*** RECORDS PROVIDED Section Begins ***

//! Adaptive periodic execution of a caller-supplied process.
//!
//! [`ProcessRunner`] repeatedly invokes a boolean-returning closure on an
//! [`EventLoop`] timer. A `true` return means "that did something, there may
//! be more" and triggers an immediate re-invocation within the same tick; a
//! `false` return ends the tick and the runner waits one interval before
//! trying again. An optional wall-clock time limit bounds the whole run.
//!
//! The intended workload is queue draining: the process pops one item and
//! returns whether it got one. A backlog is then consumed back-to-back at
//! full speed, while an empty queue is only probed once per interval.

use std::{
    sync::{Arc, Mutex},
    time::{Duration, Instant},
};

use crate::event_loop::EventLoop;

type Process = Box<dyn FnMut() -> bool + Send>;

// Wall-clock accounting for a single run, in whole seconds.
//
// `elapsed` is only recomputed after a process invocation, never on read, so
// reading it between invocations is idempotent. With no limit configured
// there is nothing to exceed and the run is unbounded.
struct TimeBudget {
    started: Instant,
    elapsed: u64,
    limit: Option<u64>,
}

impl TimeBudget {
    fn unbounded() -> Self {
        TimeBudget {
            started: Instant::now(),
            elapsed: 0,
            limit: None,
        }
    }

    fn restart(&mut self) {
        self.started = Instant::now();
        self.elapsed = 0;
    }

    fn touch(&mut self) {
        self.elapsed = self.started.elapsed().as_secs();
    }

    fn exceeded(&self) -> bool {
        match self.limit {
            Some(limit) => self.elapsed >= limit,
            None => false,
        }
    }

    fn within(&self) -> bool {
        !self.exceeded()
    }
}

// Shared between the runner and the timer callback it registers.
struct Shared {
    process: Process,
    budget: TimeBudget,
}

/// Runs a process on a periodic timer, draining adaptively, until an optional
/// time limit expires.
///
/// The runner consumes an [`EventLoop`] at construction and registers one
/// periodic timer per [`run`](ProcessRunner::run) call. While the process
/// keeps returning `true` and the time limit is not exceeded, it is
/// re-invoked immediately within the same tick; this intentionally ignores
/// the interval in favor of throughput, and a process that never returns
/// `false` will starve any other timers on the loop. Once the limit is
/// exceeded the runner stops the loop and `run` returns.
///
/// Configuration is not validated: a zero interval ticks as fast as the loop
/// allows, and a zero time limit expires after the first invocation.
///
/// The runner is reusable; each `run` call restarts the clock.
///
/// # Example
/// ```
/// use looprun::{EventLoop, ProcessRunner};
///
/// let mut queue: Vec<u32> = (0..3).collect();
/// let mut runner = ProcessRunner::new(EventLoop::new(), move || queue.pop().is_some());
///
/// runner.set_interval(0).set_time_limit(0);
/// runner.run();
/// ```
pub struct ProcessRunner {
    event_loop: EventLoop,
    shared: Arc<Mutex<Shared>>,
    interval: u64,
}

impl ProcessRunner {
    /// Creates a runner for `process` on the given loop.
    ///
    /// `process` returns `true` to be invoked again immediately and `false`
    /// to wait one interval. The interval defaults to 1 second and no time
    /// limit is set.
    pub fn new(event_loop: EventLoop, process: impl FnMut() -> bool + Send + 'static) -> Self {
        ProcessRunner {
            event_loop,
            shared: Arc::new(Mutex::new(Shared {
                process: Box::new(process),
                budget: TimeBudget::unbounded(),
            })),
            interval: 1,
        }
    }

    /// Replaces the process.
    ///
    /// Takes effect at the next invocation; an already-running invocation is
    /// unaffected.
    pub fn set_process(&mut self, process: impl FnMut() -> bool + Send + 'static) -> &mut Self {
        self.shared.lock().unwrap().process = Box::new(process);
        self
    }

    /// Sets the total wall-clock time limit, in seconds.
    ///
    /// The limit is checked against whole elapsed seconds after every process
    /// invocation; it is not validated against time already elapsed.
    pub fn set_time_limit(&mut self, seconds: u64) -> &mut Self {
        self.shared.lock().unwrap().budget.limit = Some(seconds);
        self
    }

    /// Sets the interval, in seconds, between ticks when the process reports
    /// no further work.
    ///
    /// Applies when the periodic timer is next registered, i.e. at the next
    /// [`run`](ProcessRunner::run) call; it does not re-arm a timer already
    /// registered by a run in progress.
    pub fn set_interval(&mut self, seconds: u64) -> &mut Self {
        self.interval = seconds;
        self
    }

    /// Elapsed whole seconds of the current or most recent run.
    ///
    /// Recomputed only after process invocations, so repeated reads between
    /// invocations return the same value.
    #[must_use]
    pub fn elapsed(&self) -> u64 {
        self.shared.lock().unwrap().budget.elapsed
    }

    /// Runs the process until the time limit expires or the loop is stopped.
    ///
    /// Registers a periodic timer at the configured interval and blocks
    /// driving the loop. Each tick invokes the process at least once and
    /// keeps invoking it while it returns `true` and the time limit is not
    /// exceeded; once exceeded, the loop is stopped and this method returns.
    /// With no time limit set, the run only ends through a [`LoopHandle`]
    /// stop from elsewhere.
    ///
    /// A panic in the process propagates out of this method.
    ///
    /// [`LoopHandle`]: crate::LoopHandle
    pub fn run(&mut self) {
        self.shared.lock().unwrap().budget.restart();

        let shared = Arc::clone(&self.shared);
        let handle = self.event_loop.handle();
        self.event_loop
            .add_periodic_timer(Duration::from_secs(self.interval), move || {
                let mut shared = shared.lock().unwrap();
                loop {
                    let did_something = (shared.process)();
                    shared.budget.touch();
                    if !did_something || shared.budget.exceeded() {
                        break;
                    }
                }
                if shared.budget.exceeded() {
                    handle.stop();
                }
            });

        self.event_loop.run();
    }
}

*** RECORDS PROVIDED Section Ends ***
*** RECORDS PROVIDED Section Begins ***

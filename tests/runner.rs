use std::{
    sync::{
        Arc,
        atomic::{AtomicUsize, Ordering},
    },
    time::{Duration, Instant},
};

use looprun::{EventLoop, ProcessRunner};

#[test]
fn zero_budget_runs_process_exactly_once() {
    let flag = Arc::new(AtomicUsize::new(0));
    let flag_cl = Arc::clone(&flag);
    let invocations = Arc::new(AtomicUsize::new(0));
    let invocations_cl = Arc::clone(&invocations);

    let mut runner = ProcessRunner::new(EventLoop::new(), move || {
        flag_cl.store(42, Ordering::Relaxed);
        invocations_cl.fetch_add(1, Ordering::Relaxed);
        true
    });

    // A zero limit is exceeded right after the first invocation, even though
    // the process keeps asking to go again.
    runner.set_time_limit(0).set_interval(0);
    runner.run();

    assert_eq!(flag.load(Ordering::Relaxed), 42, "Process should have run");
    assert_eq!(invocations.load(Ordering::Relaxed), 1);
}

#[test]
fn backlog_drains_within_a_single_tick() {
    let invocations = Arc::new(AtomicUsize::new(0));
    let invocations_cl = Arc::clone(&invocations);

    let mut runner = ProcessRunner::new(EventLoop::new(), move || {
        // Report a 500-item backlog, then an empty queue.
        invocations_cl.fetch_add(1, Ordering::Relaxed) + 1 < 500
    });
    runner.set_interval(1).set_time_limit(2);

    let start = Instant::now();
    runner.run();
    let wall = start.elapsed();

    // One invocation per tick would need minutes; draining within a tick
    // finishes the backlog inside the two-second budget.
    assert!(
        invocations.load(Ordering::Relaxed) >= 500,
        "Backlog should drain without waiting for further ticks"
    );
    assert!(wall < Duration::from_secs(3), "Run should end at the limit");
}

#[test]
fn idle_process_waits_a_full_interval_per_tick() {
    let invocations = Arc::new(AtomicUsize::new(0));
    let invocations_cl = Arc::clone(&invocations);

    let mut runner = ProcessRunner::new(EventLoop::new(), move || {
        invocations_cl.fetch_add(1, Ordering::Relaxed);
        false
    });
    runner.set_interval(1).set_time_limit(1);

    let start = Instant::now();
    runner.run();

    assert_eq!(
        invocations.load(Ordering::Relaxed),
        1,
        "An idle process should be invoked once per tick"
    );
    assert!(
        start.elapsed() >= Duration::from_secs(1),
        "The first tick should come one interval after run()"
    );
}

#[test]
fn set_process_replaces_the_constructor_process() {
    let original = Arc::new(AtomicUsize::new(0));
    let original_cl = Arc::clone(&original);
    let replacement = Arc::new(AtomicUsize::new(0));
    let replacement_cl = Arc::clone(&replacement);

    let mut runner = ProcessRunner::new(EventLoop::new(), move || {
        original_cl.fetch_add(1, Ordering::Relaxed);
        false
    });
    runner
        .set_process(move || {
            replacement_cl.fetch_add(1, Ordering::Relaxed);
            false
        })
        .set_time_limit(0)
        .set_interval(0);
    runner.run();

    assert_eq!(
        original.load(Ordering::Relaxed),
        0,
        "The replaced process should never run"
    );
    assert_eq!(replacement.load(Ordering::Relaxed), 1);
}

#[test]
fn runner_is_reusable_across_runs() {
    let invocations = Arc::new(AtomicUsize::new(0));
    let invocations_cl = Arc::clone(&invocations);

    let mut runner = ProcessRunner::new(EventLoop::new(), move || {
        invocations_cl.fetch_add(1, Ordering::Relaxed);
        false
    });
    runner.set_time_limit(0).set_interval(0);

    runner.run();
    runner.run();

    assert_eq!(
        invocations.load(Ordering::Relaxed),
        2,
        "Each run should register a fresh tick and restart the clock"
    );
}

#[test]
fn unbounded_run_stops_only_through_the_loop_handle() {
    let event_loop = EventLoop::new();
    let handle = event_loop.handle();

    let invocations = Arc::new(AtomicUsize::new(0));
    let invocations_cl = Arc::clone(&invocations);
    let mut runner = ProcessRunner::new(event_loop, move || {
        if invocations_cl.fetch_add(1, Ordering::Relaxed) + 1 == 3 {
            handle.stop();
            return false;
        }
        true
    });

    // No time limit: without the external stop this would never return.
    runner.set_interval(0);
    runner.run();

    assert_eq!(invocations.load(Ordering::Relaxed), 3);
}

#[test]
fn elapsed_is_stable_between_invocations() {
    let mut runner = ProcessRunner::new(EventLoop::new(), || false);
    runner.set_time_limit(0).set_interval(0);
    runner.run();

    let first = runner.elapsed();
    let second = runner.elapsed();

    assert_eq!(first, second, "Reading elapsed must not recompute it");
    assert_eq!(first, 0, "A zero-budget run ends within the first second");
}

*** RECORDS PROVIDED Section Ends ***
*** RECORDS PROVIDED Section Begins ***

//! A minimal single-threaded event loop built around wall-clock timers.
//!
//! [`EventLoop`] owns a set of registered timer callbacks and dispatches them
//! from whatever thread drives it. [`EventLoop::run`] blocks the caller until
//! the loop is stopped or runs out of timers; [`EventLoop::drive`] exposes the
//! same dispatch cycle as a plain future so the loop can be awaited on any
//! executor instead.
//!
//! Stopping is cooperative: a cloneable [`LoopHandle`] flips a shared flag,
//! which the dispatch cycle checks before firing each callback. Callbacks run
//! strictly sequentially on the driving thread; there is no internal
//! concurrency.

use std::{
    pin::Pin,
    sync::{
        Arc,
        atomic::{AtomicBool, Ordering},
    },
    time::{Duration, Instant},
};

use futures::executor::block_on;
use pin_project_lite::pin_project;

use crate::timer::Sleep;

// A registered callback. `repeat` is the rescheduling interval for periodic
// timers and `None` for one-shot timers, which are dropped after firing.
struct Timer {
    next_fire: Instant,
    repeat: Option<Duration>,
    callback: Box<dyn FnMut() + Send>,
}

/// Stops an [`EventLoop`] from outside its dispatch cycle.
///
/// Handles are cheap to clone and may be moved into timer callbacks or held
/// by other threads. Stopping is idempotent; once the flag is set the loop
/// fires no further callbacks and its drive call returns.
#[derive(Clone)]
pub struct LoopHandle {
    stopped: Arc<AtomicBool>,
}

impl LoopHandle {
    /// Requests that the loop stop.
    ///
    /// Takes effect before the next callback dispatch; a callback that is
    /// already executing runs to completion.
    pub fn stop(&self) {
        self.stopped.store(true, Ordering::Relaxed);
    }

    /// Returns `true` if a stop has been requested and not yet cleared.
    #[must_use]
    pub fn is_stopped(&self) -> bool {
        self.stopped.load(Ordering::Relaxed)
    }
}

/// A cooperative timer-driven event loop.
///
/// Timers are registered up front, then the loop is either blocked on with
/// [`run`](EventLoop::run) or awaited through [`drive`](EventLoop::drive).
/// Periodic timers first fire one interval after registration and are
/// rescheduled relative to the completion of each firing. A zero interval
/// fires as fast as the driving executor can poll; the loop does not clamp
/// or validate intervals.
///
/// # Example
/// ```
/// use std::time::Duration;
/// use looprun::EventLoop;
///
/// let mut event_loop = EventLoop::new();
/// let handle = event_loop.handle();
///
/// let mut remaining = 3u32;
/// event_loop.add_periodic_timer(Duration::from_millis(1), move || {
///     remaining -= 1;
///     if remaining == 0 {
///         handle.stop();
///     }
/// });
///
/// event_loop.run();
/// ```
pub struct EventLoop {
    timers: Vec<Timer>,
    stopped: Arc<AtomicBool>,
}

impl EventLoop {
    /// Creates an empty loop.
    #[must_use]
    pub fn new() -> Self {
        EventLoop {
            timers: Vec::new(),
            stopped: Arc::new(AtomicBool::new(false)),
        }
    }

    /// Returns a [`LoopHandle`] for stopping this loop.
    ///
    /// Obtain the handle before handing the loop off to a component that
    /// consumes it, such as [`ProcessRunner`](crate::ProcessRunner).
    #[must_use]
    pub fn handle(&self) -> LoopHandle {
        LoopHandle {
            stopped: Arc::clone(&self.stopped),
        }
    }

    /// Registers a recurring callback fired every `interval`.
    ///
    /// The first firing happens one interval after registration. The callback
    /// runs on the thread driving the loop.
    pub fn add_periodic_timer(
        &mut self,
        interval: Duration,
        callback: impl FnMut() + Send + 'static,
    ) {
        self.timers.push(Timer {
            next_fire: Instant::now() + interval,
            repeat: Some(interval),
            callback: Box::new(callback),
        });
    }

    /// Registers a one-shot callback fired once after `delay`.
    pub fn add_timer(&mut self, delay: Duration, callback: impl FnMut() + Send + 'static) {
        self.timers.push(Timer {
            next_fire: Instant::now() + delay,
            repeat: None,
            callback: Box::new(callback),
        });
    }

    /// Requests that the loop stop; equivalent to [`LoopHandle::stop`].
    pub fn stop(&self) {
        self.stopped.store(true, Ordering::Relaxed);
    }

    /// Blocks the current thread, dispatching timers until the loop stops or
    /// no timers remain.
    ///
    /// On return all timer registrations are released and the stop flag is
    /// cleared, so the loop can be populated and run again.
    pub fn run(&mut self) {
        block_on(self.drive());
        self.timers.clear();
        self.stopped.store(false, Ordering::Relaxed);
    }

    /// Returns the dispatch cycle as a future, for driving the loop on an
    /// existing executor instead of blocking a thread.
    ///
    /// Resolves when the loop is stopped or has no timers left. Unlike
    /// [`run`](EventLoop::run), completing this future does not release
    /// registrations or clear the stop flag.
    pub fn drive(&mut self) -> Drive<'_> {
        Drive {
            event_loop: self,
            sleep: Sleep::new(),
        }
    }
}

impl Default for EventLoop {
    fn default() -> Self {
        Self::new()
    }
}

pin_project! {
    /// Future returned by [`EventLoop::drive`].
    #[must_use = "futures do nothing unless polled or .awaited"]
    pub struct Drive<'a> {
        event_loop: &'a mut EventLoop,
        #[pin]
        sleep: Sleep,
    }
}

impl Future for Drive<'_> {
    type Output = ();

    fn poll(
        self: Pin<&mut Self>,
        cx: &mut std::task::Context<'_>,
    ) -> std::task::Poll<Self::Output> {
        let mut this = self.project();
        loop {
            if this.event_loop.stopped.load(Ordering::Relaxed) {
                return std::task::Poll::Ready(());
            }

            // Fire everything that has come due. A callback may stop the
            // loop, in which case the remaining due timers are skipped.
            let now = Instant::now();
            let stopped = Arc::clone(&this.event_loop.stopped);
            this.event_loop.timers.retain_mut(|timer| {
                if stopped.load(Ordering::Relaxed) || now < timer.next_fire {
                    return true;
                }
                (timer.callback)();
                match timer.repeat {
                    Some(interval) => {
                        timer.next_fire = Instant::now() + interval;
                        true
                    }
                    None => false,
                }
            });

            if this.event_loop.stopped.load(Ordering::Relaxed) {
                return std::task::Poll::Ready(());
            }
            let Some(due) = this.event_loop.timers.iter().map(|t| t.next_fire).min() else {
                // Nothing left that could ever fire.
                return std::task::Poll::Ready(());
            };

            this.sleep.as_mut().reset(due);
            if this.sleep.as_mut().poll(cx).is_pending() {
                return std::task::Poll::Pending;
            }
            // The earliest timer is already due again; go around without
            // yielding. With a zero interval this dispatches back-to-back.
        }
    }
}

*** RECORDS PROVIDED Section Ends ***

## WORK INSTRUCTIONS
When a line of the entries contains "invoked", it counts; say how many such lines there are, and nothing more.

## PROBLEM SOLUTION
3